(Beginning of Information supplied)
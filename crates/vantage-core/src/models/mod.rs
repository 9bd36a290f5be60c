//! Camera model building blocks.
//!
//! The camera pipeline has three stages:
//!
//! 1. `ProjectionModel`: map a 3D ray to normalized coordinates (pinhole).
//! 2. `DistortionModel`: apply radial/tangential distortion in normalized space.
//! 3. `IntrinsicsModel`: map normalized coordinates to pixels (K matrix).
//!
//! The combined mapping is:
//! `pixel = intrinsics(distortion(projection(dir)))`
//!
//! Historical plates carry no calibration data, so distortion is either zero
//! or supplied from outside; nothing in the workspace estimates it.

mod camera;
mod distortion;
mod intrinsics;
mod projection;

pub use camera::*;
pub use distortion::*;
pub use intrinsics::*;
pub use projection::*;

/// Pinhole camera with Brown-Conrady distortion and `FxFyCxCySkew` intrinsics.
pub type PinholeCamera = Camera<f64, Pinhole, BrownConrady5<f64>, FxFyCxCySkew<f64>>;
(End of Information supplied)
(Beginning of Information supplied)
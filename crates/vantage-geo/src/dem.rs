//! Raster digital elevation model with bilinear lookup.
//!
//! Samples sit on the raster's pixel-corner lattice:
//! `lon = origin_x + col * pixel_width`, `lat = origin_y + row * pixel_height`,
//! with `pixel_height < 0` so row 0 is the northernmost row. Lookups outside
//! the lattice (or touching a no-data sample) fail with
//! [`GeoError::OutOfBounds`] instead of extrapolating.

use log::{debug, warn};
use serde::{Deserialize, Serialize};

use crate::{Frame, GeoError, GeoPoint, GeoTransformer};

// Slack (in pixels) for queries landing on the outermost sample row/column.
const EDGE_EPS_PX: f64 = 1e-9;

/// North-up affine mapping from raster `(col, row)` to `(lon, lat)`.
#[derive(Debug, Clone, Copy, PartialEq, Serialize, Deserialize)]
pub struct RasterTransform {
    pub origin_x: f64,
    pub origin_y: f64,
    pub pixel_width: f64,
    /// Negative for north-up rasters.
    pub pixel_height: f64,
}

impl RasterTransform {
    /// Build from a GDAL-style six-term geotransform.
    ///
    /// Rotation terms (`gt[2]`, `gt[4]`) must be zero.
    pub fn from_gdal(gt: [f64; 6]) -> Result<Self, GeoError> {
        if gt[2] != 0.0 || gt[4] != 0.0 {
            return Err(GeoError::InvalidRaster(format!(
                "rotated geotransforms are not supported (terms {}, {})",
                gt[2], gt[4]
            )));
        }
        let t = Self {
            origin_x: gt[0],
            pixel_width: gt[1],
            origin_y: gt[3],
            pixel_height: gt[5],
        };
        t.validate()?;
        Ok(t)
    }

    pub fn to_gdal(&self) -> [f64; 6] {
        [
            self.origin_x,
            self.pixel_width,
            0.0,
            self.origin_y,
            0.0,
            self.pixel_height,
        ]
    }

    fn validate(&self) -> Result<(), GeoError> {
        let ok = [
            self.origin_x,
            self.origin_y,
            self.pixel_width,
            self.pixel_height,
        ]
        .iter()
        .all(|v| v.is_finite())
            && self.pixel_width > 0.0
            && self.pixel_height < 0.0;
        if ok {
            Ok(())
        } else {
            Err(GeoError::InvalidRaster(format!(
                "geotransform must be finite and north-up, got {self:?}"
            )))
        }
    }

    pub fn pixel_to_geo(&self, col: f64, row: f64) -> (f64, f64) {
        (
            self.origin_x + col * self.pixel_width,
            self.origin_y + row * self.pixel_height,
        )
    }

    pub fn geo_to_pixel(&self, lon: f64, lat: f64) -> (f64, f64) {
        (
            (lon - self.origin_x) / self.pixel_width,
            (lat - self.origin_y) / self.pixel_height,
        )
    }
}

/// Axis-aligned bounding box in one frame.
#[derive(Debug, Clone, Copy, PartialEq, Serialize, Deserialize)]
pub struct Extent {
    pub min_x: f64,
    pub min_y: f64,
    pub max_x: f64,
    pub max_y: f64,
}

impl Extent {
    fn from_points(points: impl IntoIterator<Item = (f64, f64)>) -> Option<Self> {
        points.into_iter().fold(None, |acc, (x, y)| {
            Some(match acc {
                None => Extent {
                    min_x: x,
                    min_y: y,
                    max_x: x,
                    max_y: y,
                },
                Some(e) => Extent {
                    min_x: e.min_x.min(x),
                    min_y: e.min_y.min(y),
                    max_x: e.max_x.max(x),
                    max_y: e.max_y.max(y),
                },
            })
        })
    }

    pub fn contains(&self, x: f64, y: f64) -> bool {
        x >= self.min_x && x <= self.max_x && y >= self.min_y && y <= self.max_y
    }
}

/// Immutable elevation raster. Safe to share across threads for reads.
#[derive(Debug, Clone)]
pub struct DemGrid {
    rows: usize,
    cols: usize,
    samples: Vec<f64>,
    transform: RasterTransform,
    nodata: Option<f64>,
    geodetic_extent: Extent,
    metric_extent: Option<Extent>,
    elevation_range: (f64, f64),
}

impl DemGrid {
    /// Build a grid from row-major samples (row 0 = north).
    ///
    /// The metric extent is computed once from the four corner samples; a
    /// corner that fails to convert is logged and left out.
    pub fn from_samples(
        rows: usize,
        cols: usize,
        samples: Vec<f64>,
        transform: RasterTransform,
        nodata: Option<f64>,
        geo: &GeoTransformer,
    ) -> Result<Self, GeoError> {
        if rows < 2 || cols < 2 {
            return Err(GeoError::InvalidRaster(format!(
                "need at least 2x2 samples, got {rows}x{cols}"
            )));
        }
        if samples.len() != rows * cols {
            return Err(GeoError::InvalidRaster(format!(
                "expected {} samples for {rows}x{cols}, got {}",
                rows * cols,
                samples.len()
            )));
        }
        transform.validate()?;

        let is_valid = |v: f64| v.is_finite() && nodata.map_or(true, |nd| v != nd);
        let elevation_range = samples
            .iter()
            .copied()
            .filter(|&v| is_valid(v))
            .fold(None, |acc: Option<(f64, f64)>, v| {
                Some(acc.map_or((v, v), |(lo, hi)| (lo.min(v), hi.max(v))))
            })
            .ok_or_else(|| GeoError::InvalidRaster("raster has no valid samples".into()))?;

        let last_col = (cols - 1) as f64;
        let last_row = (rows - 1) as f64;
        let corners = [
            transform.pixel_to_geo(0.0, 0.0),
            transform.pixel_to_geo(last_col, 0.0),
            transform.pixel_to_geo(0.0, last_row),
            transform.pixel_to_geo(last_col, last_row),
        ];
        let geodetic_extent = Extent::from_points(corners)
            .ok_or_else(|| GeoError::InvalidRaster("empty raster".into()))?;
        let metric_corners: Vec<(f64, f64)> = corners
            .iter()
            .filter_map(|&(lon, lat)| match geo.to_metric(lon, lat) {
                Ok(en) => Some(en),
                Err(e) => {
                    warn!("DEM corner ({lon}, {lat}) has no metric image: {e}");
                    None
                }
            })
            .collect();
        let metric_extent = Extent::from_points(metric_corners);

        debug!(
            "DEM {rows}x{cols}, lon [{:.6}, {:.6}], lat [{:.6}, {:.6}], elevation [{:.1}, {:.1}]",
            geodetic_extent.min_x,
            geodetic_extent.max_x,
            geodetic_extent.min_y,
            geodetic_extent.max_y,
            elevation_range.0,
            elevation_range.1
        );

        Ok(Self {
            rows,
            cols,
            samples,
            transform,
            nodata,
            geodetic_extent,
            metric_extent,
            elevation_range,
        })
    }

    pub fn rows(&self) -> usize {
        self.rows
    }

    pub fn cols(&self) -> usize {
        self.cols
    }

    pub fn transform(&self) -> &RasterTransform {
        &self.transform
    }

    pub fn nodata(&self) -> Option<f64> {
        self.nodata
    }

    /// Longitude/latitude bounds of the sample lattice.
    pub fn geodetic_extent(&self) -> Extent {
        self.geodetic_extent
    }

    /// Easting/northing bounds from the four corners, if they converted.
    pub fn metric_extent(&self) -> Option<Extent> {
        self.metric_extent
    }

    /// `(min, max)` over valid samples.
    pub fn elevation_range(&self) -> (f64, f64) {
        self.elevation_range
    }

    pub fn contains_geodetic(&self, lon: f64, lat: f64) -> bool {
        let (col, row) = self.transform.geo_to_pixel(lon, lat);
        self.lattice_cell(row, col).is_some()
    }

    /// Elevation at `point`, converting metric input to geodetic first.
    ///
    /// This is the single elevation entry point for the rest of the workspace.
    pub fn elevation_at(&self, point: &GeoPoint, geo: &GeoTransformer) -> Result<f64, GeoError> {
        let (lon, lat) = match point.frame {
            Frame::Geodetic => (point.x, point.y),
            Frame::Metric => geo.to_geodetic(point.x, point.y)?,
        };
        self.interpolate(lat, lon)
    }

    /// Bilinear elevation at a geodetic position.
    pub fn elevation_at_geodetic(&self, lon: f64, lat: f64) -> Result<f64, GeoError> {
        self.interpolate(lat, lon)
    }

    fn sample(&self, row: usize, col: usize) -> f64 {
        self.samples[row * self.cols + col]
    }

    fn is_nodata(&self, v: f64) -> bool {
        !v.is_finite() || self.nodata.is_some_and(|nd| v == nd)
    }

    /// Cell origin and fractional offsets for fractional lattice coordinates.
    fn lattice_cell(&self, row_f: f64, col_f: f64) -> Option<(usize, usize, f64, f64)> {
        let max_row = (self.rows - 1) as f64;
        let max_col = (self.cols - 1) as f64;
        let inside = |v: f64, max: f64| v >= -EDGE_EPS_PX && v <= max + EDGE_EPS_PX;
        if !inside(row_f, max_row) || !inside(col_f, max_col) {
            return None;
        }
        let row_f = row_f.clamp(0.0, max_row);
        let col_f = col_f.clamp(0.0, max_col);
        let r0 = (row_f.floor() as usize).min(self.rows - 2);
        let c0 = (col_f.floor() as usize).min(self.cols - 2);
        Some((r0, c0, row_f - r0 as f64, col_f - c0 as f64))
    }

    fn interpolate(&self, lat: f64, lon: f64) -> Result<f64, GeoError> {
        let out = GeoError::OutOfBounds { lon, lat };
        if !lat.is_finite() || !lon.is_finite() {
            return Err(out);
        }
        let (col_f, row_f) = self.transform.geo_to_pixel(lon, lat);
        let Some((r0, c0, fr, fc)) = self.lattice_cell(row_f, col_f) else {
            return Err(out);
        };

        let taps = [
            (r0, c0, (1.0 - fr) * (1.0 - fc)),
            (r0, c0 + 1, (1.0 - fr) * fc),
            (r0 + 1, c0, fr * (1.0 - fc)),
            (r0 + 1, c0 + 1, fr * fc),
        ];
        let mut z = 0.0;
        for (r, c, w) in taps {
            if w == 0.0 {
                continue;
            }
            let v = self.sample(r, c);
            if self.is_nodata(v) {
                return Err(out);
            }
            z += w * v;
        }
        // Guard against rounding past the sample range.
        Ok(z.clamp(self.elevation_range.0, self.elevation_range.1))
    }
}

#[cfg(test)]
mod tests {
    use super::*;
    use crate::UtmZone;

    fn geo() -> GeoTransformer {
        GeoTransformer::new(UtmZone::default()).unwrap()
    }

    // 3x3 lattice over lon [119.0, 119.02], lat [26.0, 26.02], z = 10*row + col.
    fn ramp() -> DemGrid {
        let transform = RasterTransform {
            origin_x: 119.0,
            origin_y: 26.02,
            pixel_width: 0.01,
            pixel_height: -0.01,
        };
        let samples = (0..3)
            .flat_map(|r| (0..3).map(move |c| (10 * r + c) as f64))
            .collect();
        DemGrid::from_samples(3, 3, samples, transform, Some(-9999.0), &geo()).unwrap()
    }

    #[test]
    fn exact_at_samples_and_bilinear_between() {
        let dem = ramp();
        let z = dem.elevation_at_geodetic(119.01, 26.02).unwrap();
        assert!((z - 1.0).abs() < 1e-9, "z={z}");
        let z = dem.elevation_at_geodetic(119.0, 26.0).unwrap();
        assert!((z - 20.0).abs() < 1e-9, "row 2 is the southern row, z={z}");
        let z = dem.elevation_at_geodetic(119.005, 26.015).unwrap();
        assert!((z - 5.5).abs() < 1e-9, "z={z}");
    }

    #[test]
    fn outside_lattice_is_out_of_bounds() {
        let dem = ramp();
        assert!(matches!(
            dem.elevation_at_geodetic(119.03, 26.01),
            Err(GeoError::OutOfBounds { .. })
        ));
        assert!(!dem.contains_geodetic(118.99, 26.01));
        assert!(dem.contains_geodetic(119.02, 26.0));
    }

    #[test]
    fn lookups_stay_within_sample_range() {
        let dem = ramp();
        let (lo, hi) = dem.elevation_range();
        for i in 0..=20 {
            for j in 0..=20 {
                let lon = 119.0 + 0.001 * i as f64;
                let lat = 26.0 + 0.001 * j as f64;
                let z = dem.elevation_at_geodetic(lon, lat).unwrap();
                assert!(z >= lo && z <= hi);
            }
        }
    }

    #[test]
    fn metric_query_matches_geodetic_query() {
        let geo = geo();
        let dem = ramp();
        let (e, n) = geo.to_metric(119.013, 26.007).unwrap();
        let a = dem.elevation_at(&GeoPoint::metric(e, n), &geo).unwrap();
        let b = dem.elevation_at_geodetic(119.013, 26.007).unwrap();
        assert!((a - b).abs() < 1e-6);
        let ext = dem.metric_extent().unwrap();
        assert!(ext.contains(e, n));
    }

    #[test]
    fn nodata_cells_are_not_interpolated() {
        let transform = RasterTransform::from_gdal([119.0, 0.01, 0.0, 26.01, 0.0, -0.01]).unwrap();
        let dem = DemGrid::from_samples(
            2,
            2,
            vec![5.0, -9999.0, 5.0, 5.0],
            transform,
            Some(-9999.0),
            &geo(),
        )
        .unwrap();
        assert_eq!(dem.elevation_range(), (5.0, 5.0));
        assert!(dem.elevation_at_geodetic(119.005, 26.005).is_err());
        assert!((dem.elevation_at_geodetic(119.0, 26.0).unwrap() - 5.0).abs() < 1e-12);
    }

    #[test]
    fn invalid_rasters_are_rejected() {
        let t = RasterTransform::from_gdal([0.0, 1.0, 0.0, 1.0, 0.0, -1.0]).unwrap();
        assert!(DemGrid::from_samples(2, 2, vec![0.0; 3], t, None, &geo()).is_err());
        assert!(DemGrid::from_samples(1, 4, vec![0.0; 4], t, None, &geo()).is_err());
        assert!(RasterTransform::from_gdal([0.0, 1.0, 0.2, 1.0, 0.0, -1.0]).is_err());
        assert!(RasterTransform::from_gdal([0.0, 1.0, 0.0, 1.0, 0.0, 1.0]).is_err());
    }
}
(End of Information supplied)
* _Problem_
Which lines run from the one holding "pub fn rows(&self)" through the one holding "if they converted." in the records above? Repeat them exactly, both included, and nothing more.

* _Response for this exercise_
    pub fn rows(&self) -> usize {
        self.rows
    }

    pub fn cols(&self) -> usize {
        self.cols
    }

    pub fn transform(&self) -> &RasterTransform {
        &self.transform
    }

    pub fn nodata(&self) -> Option<f64> {
        self.nodata
    }

    /// Longitude/latitude bounds of the sample lattice.
    pub fn geodetic_extent(&self) -> Extent {
        self.geodetic_extent
    }

    /// Easting/northing bounds from the four corners, if they converted.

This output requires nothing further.